Maria Fraire, one of nearly 1,500 people across 370 families now enrolled in the Fruit & Veg Boulder program, has relied on the monthly stipend to sustain her vegan diet, typically shopping at Whole Foods. She’s been part of the initiative for about a year, receiving the maximum $80 per month toward produce purchases for her family.

“My breakfast is vegetables; my lunch is vegetables,” she said in Spanish. Originally from Zacatecas, Mexico, Fraire has lived in Boulder for almost 25 years.

Off Beet Farm’s produce is displayed during the Boulder Farmers Market in Boulder on Wednesday, May 29, 2024. (Photo by AAron Ontiveroz/The Denver Post)

Because of how expensive fresh produce can be, she said, “For me, (the program) helps a lot.”

Fruit & Veg Boulder is part of a broader Boulder County program that also serves Longmont residents. Enrollees must meet low-income thresholds; for a family of four, the household’s annual adjusted gross income should fall under $55,500. Residents of those cities can participate if they do not otherwise qualify for two federal food aid programs that assist low-income families and women who are pregnant or have young children.

The produce program fills a gap by helping, in part, undocumented immigrants and mixed immigration status families, or households with both U.S. citizens and people without legal status.

Program participants buy produce using paper coupons. Households made up of one or two people receive $40 per month, while those with three or more people get $80 per month.

The funding for Boulder’s part of the program comes mostly from the city’s sugar-sweetened beverage tax revenue, awarded by its Health Equity Fund, while Longmont draws on other funding sources. Boulder became one of the nation’s few cities to tax sugary drinks after its ballot measure passed with 54% of the vote in the 2016 election. Other cities with soda taxes include Seattle, Philadelphia and San Francisco.

The tax, which took effect in July 2017, collects a 2-cent excise tax per ounce from distributors of sweetened beverages, such as soda and energy drinks. The ballot measure dictated that tax revenue would go toward health promotion, wellness programs and chronic disease prevention.

The amount of soda tax revenue dedicated to the Fruit & Veg Boulder program sometimes varies, but it is receiving $298,000 in 2024 — the same as last year, said Elizabeth Crowe, deputy director of Boulder’s Housing and Human Services Department.

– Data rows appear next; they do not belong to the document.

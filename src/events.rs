//! Kubernetes Event recording for the CeleryApp controller.
//!
//! Wraps `kube::runtime::events::Recorder` behind a trait so lifecycle
//! transitions and corruption alerts show up in `kubectl describe celeryapp`
//! while tests run without a cluster.
//!
//! Events are fire-and-forget: failures are logged as warnings and never
//! propagate errors.

use async_trait::async_trait;
use k8s_openapi::api::core::v1::ObjectReference;
use kube::runtime::events::{EventType, Recorder, Reporter};
use kube::Client;
use tracing::warn;

/// Trait for publishing Kubernetes Events.
#[async_trait]
pub trait EventPublisher: Send + Sync {
    /// Publish a Kubernetes Event on the given resource.
    ///
    /// # Arguments
    ///
    /// * `resource_ref` - The Kubernetes object this event is about
    /// * `type_` - Normal or Warning
    /// * `reason` - Machine-readable reason string (e.g. "ChildrenCreated")
    /// * `action` - What action was taken (e.g. "Reconcile")
    /// * `note` - Optional human-readable message
    async fn publish(
        &self,
        resource_ref: &ObjectReference,
        type_: EventType,
        reason: &str,
        action: &str,
        note: Option<String>,
    );
}

/// Production implementation wrapping `kube::runtime::events::Recorder`.
pub struct KubeEventPublisher {
    recorder: Recorder,
}

impl KubeEventPublisher {
    /// Create a new publisher reporting as `controller_name`.
    pub fn new(client: Client, controller_name: &str) -> Self {
        let reporter = Reporter {
            controller: controller_name.to_string(),
            instance: std::env::var("POD_NAME").ok(),
        };
        Self {
            recorder: Recorder::new(client, reporter),
        }
    }
}

#[async_trait]
impl EventPublisher for KubeEventPublisher {
    async fn publish(
        &self,
        resource_ref: &ObjectReference,
        type_: EventType,
        reason: &str,
        action: &str,
        note: Option<String>,
    ) {
        let event = kube::runtime::events::Event {
            type_,
            reason: reason.to_string(),
            note,
            action: action.to_string(),
            secondary: None,
        };
        if let Err(e) = self.recorder.publish(&event, resource_ref).await {
            warn!(reason, action, error = %e, "failed to publish event");
        }
    }
}

/// Publisher that drops every event.
pub struct NoopEventPublisher;

#[async_trait]
impl EventPublisher for NoopEventPublisher {
    async fn publish(
        &self,
        _resource_ref: &ObjectReference,
        _type_: EventType,
        _reason: &str,
        _action: &str,
        _note: Option<String>,
    ) {
    }
}

/// Event reasons, shown under REASON in `kubectl get events`.
pub mod reasons {
    /// Worker, flower and Service were created
    pub const CHILDREN_CREATED: &str = "ChildrenCreated";
    /// Children were patched after a spec change
    pub const CHILDREN_UPDATED: &str = "ChildrenUpdated";
    /// Spec validation failed
    pub const VALIDATION_FAILED: &str = "ValidationFailed";
    /// Worker Deployment was rescaled from queue length
    pub const SCALED: &str = "Scaled";
    /// A scale target was skipped
    pub const INVALID_SCALE_TARGET: &str = "InvalidScaleTarget";
    /// A child expected in status is missing
    pub const STATUS_CORRUPTED: &str = "StatusCorrupted";
}

/// Event actions, shown under ACTION in `kubectl get events`.
pub mod actions {
    /// Creating or updating children
    pub const RECONCILE: &str = "Reconcile";
    /// Autoscaling workers
    pub const SCALE: &str = "Scale";
}
//! Error types for the Celery operator

use thiserror::Error;

use crate::crd::{ChildKind, ChildType};

/// Main error type for Celery operator operations
#[derive(Debug, Error)]
#[non_exhaustive]
pub enum Error {
    /// Kubernetes API error (network failures, 5xx, timeouts)
    #[error("kubernetes error: {0}")]
    Kube(#[from] kube::Error),

    /// Validation error for CeleryApp specs
    #[error("validation error: {0}")]
    Validation(String),

    /// A child expected in status is missing, meaning the status document is corrupt
    #[error("child lookup error: no {kind}/{type_} child recorded in status")]
    ChildLookup {
        /// Kind of the missing child
        kind: ChildKind,
        /// Role of the missing child
        type_: ChildType,
    },

    /// A scale target cannot be evaluated
    #[error("invalid scale target: {0}")]
    InvalidScaleTarget(String),

    /// Flower monitoring endpoint could not be queried
    #[error("monitoring error: {0}")]
    Monitoring(String),

    /// A child name is already taken by an object this parent does not control
    #[error("ownership conflict: {0}")]
    Conflict(String),

    /// Serialization/deserialization error
    #[error("serialization error: {0}")]
    Serialization(String),
}

impl Error {
    /// Create a validation error with the given message
    pub fn validation(msg: impl Into<String>) -> Self {
        Self::Validation(msg.into())
    }

    /// Create a child lookup error for the given (kind, type) pair
    pub fn child_lookup(kind: ChildKind, type_: ChildType) -> Self {
        Self::ChildLookup { kind, type_ }
    }

    /// Create an invalid scale target error with the given message
    pub fn invalid_scale_target(msg: impl Into<String>) -> Self {
        Self::InvalidScaleTarget(msg.into())
    }

    /// Create a monitoring error with the given message
    pub fn monitoring(msg: impl Into<String>) -> Self {
        Self::Monitoring(msg.into())
    }

    /// Create an ownership conflict error with the given message
    pub fn conflict(msg: impl Into<String>) -> Self {
        Self::Conflict(msg.into())
    }

    /// Create a serialization error with the given message
    pub fn serialization(msg: impl Into<String>) -> Self {
        Self::Serialization(msg.into())
    }

    /// Whether redelivering the triggering event can succeed without a spec change.
    ///
    /// Cluster and monitoring failures are transient. Everything else reflects
    /// user input or corrupted state and will fail the same way again.
    pub fn is_retryable(&self) -> bool {
        matches!(self, Self::Kube(_) | Self::Monitoring(_))
    }
}
/// Celery worker configuration
#[derive(Clone, Debug, Default, Deserialize, Serialize, JsonSchema, PartialEq)]
#[serde(rename_all = "camelCase")]
pub struct WorkerSpec {
    /// Initial replica count, also the autoscaling floor when a target omits `minReplicas`
    #[serde(default, skip_serializing_if = "Option::is_none")]
    pub num_of_workers: Option<u32>,
    /// Comma-separated queue names passed to `--queues`
    #[serde(default, skip_serializing_if = "Option::is_none")]
    pub queues: Option<String>,
    /// Worker log level passed to `--loglevel`
    #[serde(default, skip_serializing_if = "Option::is_none")]
    pub log_level: Option<String>,
    /// Worker pool size passed to `--concurrency`
    #[serde(default, skip_serializing_if = "Option::is_none")]
    pub concurrency: Option<u32>,
    /// Container resources (required)
    #[serde(default, skip_serializing_if = "Option::is_none")]
    pub resources: Option<ResourceRequirements>,
    /// Extra arguments appended after the generated worker arguments
    #[serde(default, skip_serializing_if = "Option::is_none")]
    pub args: Option<Vec<String>>,
    /// Environment variables
    #[serde(default, skip_serializing_if = "Option::is_none")]
    pub env: Option<Vec<EnvVar>>,
    /// Node selector for worker pods
    #[serde(default, skip_serializing_if = "Option::is_none")]
    pub node_selector: Option<BTreeMap<String, String>>,
}

impl WorkerSpec {
    /// Configured worker replicas
    pub fn replicas(&self) -> u32 {
        self.num_of_workers.unwrap_or(DEFAULT_NUM_OF_WORKERS)
    }

    /// Queues consumed by the workers
    pub fn queues(&self) -> &str {
        self.queues.as_deref().unwrap_or(DEFAULT_QUEUES)
    }

    /// Worker log level
    pub fn log_level(&self) -> &str {
        self.log_level.as_deref().unwrap_or(DEFAULT_LOG_LEVEL)
    }

    /// Worker concurrency
    pub fn concurrency(&self) -> u32 {
        self.concurrency.unwrap_or(DEFAULT_CONCURRENCY)
    }
}

/// How the flower Service is exposed
#[derive(Clone, Debug, Default, Deserialize, Serialize, JsonSchema, PartialEq, Eq)]
#[serde(rename_all = "camelCase")]
pub struct FlowerServiceSpec {
    /// Service type (ClusterIP, NodePort, LoadBalancer)
    #[serde(rename = "type", default, skip_serializing_if = "Option::is_none")]
    pub type_: Option<String>,
    /// Port exposed by the Service, forwarded to flower's container port
    #[serde(default, skip_serializing_if = "Option::is_none")]
    pub port: Option<u16>,
}
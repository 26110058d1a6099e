//! Celery operator - Celery worker pools and Flower on Kubernetes

use std::path::PathBuf;
use std::sync::Arc;
use std::time::Duration;

use clap::{Args, Parser, Subcommand};
use futures::StreamExt;
use k8s_openapi::api::apps::v1::Deployment;
use k8s_openapi::api::core::v1::Service;
use k8s_openapi::apiextensions_apiserver::pkg::apis::apiextensions::v1::CustomResourceDefinition;
use kube::api::{Patch, PatchParams};
use kube::runtime::watcher::Config as WatcherConfig;
use kube::runtime::Controller;
use kube::{Api, Client, CustomResourceExt};
use tracing_subscriber::{fmt, prelude::*, EnvFilter};

use celery_operator::controller::{
    error_policy, reconcile, Context, ControllerConfig, CONTROLLER_NAME,
};
use celery_operator::crd::{CeleryApp, CeleryAppSpec};

/// Celery operator - Celery worker pools and Flower on Kubernetes
#[derive(Parser, Debug)]
#[command(name = "celery-operator", version, about, long_about = None)]
struct Cli {
    /// Generate the CeleryApp CRD manifest and exit
    #[arg(long)]
    crd: bool,

    #[command(subcommand)]
    command: Option<Commands>,
}

#[derive(Subcommand, Debug)]
enum Commands {
    /// Run as controller (default mode)
    Controller(ControllerArgs),

    /// Normalize a CeleryApp manifest and print the resulting spec
    ///
    /// Accepts either a full manifest with a `spec` key or a bare spec.
    Validate(ValidateArgs),
}

/// Controller mode arguments
#[derive(Parser, Debug)]
struct ControllerArgs {
    /// Only watch CeleryApps in this namespace (all namespaces when unset)
    #[arg(long, env = "CELERY_OPERATOR_NAMESPACE")]
    namespace: Option<String>,

    /// Minimum seconds between flower samples
    #[arg(long, default_value = "10")]
    sample_interval_secs: u64,

    /// Timeout in seconds for a flower request
    #[arg(long, default_value = "5")]
    flower_timeout_secs: u64,

    /// Seconds to wait before retrying a transient failure
    #[arg(long, default_value = "5")]
    error_backoff_secs: u64,
}

impl ControllerArgs {
    fn config(&self) -> ControllerConfig {
        ControllerConfig {
            sample_interval: Duration::from_secs(self.sample_interval_secs),
            flower_timeout: Duration::from_secs(self.flower_timeout_secs),
            error_backoff: Duration::from_secs(self.error_backoff_secs),
        }
    }
}

/// Validate mode arguments
#[derive(Args, Debug)]
struct ValidateArgs {
    /// Path to a CeleryApp YAML or JSON file
    #[arg(short = 'f', long = "file")]
    file: PathBuf,
}

#[tokio::main]
async fn main() -> anyhow::Result<()> {
    tracing_subscriber::registry()
        .with(fmt::layer())
        .with(EnvFilter::from_default_env())
        .init();

    let cli = Cli::parse();

    if cli.crd {
        let crd = serde_yaml::to_string(&CeleryApp::crd())
            .map_err(|e| anyhow::anyhow!("Failed to serialize CRD: {}", e))?;
        println!("{crd}");
        return Ok(());
    }

    match cli.command {
        Some(Commands::Validate(args)) => run_validate(args),
        Some(Commands::Controller(args)) => run_controller(args).await,
        // No subcommand: controller defaults, still honoring the environment
        None => run_controller(ControllerArgs::parse_from(["celery-operator"])).await,
    }
}

fn run_validate(args: ValidateArgs) -> anyhow::Result<()> {
    let raw = std::fs::read_to_string(&args.file)
        .map_err(|e| anyhow::anyhow!("Failed to read {}: {}", args.file.display(), e))?;
    let document: serde_json::Value = serde_yaml::from_str(&raw)
        .map_err(|e| anyhow::anyhow!("Failed to parse {}: {}", args.file.display(), e))?;
    let spec_value = document.get("spec").unwrap_or(&document);

    let spec = CeleryAppSpec::from_value(spec_value)?;
    println!("{}", serde_json::to_string_pretty(&spec)?);
    Ok(())
}

/// Install or update the CeleryApp CRD with server-side apply
async fn ensure_crd_installed(client: &Client) -> anyhow::Result<()> {
    let crds: Api<CustomResourceDefinition> = Api::all(client.clone());
    let params = PatchParams::apply(CONTROLLER_NAME).force();

    tracing::info!("Installing CeleryApp CRD...");
    crds.patch(
        "celeryapps.celeryproject.org",
        &params,
        &Patch::Apply(&CeleryApp::crd()),
    )
    .await
    .map_err(|e| anyhow::anyhow!("Failed to install CeleryApp CRD: {}", e))?;

    tracing::info!("CeleryApp CRD installed/updated");
    Ok(())
}

async fn run_controller(args: ControllerArgs) -> anyhow::Result<()> {
    tracing::info!("Celery operator starting...");

    let client = Client::try_default()
        .await
        .map_err(|e| anyhow::anyhow!("Failed to create Kubernetes client: {}", e))?;

    ensure_crd_installed(&client).await?;

    let ctx = Arc::new(
        Context::builder(client.clone())
            .config(args.config())
            .build()
            .map_err(|e| anyhow::anyhow!("Failed to create controller context: {}", e))?,
    );

    let (apps, deployments, services): (Api<CeleryApp>, Api<Deployment>, Api<Service>) =
        match &args.namespace {
            Some(ns) => {
                tracing::info!(namespace = %ns, "Watching a single namespace");
                (
                    Api::namespaced(client.clone(), ns),
                    Api::namespaced(client.clone(), ns),
                    Api::namespaced(client, ns),
                )
            }
            None => (
                Api::all(client.clone()),
                Api::all(client.clone()),
                Api::all(client),
            ),
        };

    tracing::info!("Starting CeleryApp controller...");
    Controller::new(apps, WatcherConfig::default())
        .owns(deployments, WatcherConfig::default())
        .owns(services, WatcherConfig::default())
        .shutdown_on_signal()
        .run(reconcile, error_policy, ctx)
        .for_each(|result| async move {
            match result {
                Ok(action) => {
                    tracing::debug!(?action, "CeleryApp reconciliation completed");
                }
                Err(e) => {
                    tracing::error!(error = ?e, "CeleryApp reconciliation error");
                }
            }
        })
        .await;

    tracing::info!("Celery operator shutting down");
    Ok(())
}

The program has received additional money from the city’s allocations in the federal, pandemic-era American Rescue Plan Act: $55,000 this year and $88,000 last year. The extra money was used to help reduce the program’s active waitlist, Crowe said.

“We need this access”

The overwhelming demand for the program is spurred in part by Boulder’s high cost of living. To make a living wage in Boulder County, an adult with no children would need to earn $26.36 per hour at their job, according to a living wage calculator produced by the Massachusetts Institute of Technology. For a parent with two children, it’s $65.26 per hour — several times the $14.42 minimum wage in Boulder and Longmont, though the county’s minimum wage in unincorporated areas is slightly higher.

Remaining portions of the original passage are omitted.